## EXERCISE
Your answer should be an exact copy of every record.

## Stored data
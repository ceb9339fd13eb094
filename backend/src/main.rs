//! Backend entry-point: serves the HTTP API and runs maintenance commands.

mod server;

use std::ffi::OsString;
use std::sync::Arc;

use actix_web::web;
use clap::{Parser, Subcommand};
use color_eyre::eyre::{Context, Result, eyre};
use mockable::{DefaultClock, DefaultEnv};
use ortho_config::OrthoConfig;
use tracing::{info, warn};
use tracing_subscriber::{EnvFilter, fmt};

use geocache::domain::ports::ProfileCommand;
use geocache::domain::{DemoSeeder, ProfileService, UserId};
use geocache::inbound::http::health::HealthState;
use geocache::inbound::http::session_config::fingerprint::key_fingerprint;
use geocache::inbound::http::session_config::{BuildMode, session_settings_from_env};
use geocache::outbound::persistence::{
    DbPool, DieselAdminRegistry, DieselCacheRepository, DieselProfileRepository, PoolConfig,
    run_pending_migrations,
};
use geocache::settings::AppSettings;
use server::{ServerConfig, create_server};

/// Geocache backend.
#[derive(Debug, Parser)]
#[command(name = "geocache", version, about)]
struct Cli {
    #[command(subcommand)]
    command: Option<Command>,
}

#[derive(Debug, Subcommand)]
enum Command {
    /// Serve the HTTP API (default).
    Serve,
    /// Apply pending database migrations and exit.
    Migrate,
    /// Insert the demo caches for a profile.
    SeedDemo {
        /// Profile that will own the demo caches.
        #[arg(long)]
        author: i64,
    },
    /// Add a profile to the admin set.
    GrantAdmin {
        /// Profile id.
        user_id: i64,
    },
    /// Remove a profile from the admin set.
    RevokeAdmin {
        /// Profile id.
        user_id: i64,
    },
}

/// Application bootstrap.
#[actix_web::main]
async fn main() -> Result<()> {
    color_eyre::install()?;
    if let Err(e) = fmt()
        .with_env_filter(EnvFilter::from_default_env())
        .json()
        .try_init()
    {
        warn!(error = %e, "tracing init failed");
    }

    let cli = Cli::parse();
    let settings = AppSettings::load_from_iter([OsString::from("geocache")])
        .map_err(|err| eyre!("failed to load settings: {err}"))?;

    match cli.command.unwrap_or(Command::Serve) {
        Command::Serve => serve(&settings).await,
        Command::Migrate => migrate(&settings).await,
        Command::SeedDemo { author } => {
            let pool = connect(&settings).await?;
            seed_demo(&pool, UserId::new(author)).await
        }
        Command::GrantAdmin { user_id } => set_admin(&settings, user_id, true).await,
        Command::RevokeAdmin { user_id } => set_admin(&settings, user_id, false).await,
    }
}

fn database_url(settings: &AppSettings) -> Result<&str> {
    settings
        .database_url
        .as_deref()
        .ok_or_else(|| eyre!("GEOCACHE_DATABASE_URL is required for this command"))
}

async fn connect(settings: &AppSettings) -> Result<DbPool> {
    let config = PoolConfig::new(database_url(settings)?).with_max_size(settings.pool_size()?);
    DbPool::new(config)
        .await
        .wrap_err("failed to build the database pool")
}

async fn migrate(settings: &AppSettings) -> Result<()> {
    let applied = run_pending_migrations(database_url(settings)?)
        .await
        .wrap_err("failed to apply migrations")?;
    info!(applied, "migrations applied");
    Ok(())
}

async fn seed_demo(pool: &DbPool, author: UserId) -> Result<()> {
    let seeder = DemoSeeder::new(
        Arc::new(DieselCacheRepository::new(pool.clone())),
        Arc::new(DieselProfileRepository::new(pool.clone())),
        Arc::new(DefaultClock),
    );
    seeder
        .seed(author)
        .await
        .map_err(|err| eyre!("demo seeding failed: {}", err.message()))?;
    Ok(())
}

async fn set_admin(settings: &AppSettings, user_id: i64, admin: bool) -> Result<()> {
    let pool = connect(settings).await?;
    let profiles = ProfileService::new(
        Arc::new(DieselProfileRepository::new(pool.clone())),
        Arc::new(DieselAdminRegistry::new(pool)),
    );
    let changed = profiles
        .set_admin(UserId::new(user_id), admin)
        .await
        .map_err(|err| eyre!("admin update failed: {}", err.message()))?;
    if !changed {
        info!(user_id, admin, "admin membership already in the requested state");
    }
    Ok(())
}

async fn serve(settings: &AppSettings) -> Result<()> {
    let session = session_settings_from_env(&DefaultEnv::new(), BuildMode::current())
        .wrap_err("invalid session configuration")?;
    info!(
        key_fingerprint = %key_fingerprint(&session.key),
        signer_fingerprint = %session.url_signer().fingerprint(),
        cookie_secure = session.cookie_secure,
        "session key loaded"
    );

    let bind_addr = settings.bind_addr()?;
    let mut config = ServerConfig::new(session, bind_addr);
    if settings.database_url.is_some() {
        if settings.migrate_on_start {
            migrate(settings).await?;
        }
        let pool = connect(settings).await?;
        if let Some(author) = settings.seed_demo_author {
            seed_demo(&pool, UserId::new(author)).await?;
        }
        config = config.with_db_pool(pool);
    } else {
        warn!("GEOCACHE_DATABASE_URL not set; using the in-memory store");
        if settings.seed_demo_author.is_some() {
            warn!("demo seeding needs a database; skipping");
        }
    }

    let health_state = web::Data::new(HealthState::new());
    info!(%bind_addr, "starting server");
    create_server(health_state, config)?
        .await
        .wrap_err("server terminated with an error")
}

## EXERCISE SOLUTION
repository ceb9339fd13eb094
filename backend/src/main.rs
//! Backend entry-point: serves the HTTP API and runs maintenance commands.

mod server;

use std::ffi::OsString;
use std::sync::Arc;

use actix_web::web;
use clap::{Parser, Subcommand};
use color_eyre::eyre::{Context, Result, eyre};
use mockable::{DefaultClock, DefaultEnv};
use ortho_config::OrthoConfig;
use tracing::{info, warn};
use tracing_subscriber::{EnvFilter, fmt};

use geocache::domain::ports::ProfileCommand;
use geocache::domain::{DemoSeeder, ProfileService, UserId};
use geocache::inbound::http::health::HealthState;
use geocache::inbound::http::session_config::fingerprint::key_fingerprint;
use geocache::inbound::http::session_config::{BuildMode, session_settings_from_env};
use geocache::outbound::persistence::{
    DbPool, DieselAdminRegistry, DieselCacheRepository, DieselProfileRepository, PoolConfig,
    run_pending_migrations,
};
use geocache::settings::AppSettings;
use server::{ServerConfig, create_server};

/// Geocache backend.
#[derive(Debug, Parser)]
#[command(name = "geocache", version, about)]
struct Cli {
    #[command(subcommand)]
    command: Option<Command>,
}

#[derive(Debug, Subcommand)]
enum Command {
    /// Serve the HTTP API (default).
    Serve,
    /// Apply pending database migrations and exit.
    Migrate,
    /// Insert the demo caches for a profile.
    SeedDemo {
        /// Profile that will own the demo caches.
        #[arg(long)]
        author: i64,
    },
    /// Add a profile to the admin set.
    GrantAdmin {
        /// Profile id.
        user_id: i64,
    },
    /// Remove a profile from the admin set.
    RevokeAdmin {
        /// Profile id.
        user_id: i64,
    },
}

/// Application bootstrap.
#[actix_web::main]
async fn main() -> Result<()> {
    color_eyre::install()?;
    if let Err(e) = fmt()
        .with_env_filter(EnvFilter::from_default_env())
        .json()
        .try_init()
    {
        warn!(error = %e, "tracing init failed");
    }

    let cli = Cli::parse();
    let settings = AppSettings::load_from_iter([OsString::from("geocache")])
        .map_err(|err| eyre!("failed to load settings: {err}"))?;

    match cli.command.unwrap_or(Command::Serve) {
        Command::Serve => serve(&settings).await,
        Command::Migrate => migrate(&settings).await,
        Command::SeedDemo { author } => {
            let pool = connect(&settings).await?;
            seed_demo(&pool, UserId::new(author)).await
        }
        Command::GrantAdmin { user_id } => set_admin(&settings, user_id, true).await,
        Command::RevokeAdmin { user_id } => set_admin(&settings, user_id, false).await,
    }
}

fn database_url(settings: &AppSettings) -> Result<&str> {
    settings
        .database_url
        .as_deref()
        .ok_or_else(|| eyre!("GEOCACHE_DATABASE_URL is required for this command"))
}

async fn connect(settings: &AppSettings) -> Result<DbPool> {
    let config = PoolConfig::new(database_url(settings)?).with_max_size(settings.pool_size()?);
    DbPool::new(config)
        .await
        .wrap_err("failed to build the database pool")
}

async fn migrate(settings: &AppSettings) -> Result<()> {
    let applied = run_pending_migrations(database_url(settings)?)
        .await
        .wrap_err("failed to apply migrations")?;
    info!(applied, "migrations applied");
    Ok(())
}

async fn seed_demo(pool: &DbPool, author: UserId) -> Result<()> {
    let seeder = DemoSeeder::new(
        Arc::new(DieselCacheRepository::new(pool.clone())),
        Arc::new(DieselProfileRepository::new(pool.clone())),
        Arc::new(DefaultClock),
    );
    seeder
        .seed(author)
        .await
        .map_err(|err| eyre!("demo seeding failed: {}", err.message()))?;
    Ok(())
}

async fn set_admin(settings: &AppSettings, user_id: i64, admin: bool) -> Result<()> {
    let pool = connect(settings).await?;
    let profiles = ProfileService::new(
        Arc::new(DieselProfileRepository::new(pool.clone())),
        Arc::new(DieselAdminRegistry::new(pool)),
    );
    let changed = profiles
        .set_admin(UserId::new(user_id), admin)
        .await
        .map_err(|err| eyre!("admin update failed: {}", err.message()))?;
    if !changed {
        info!(user_id, admin, "admin membership already in the requested state");
    }
    Ok(())
}

async fn serve(settings: &AppSettings) -> Result<()> {
    let session = session_settings_from_env(&DefaultEnv::new(), BuildMode::current())
        .wrap_err("invalid session configuration")?;
    info!(
        key_fingerprint = %key_fingerprint(&session.key),
        signer_fingerprint = %session.url_signer().fingerprint(),
        cookie_secure = session.cookie_secure,
        "session key loaded"
    );

    let bind_addr = settings.bind_addr()?;
    let mut config = ServerConfig::new(session, bind_addr);
    if settings.database_url.is_some() {
        if settings.migrate_on_start {
            migrate(settings).await?;
        }
        let pool = connect(settings).await?;
        if let Some(author) = settings.seed_demo_author {
            seed_demo(&pool, UserId::new(author)).await?;
        }
        config = config.with_db_pool(pool);
    } else {
        warn!("GEOCACHE_DATABASE_URL not set; using the in-memory store");
        if settings.seed_demo_author.is_some() {
            warn!("demo seeding needs a database; skipping");
        }
    }

    let health_state = web::Data::new(HealthState::new());
    info!(%bind_addr, "starting server");
    create_server(health_state, config)?
        .await
        .wrap_err("server terminated with an error")
}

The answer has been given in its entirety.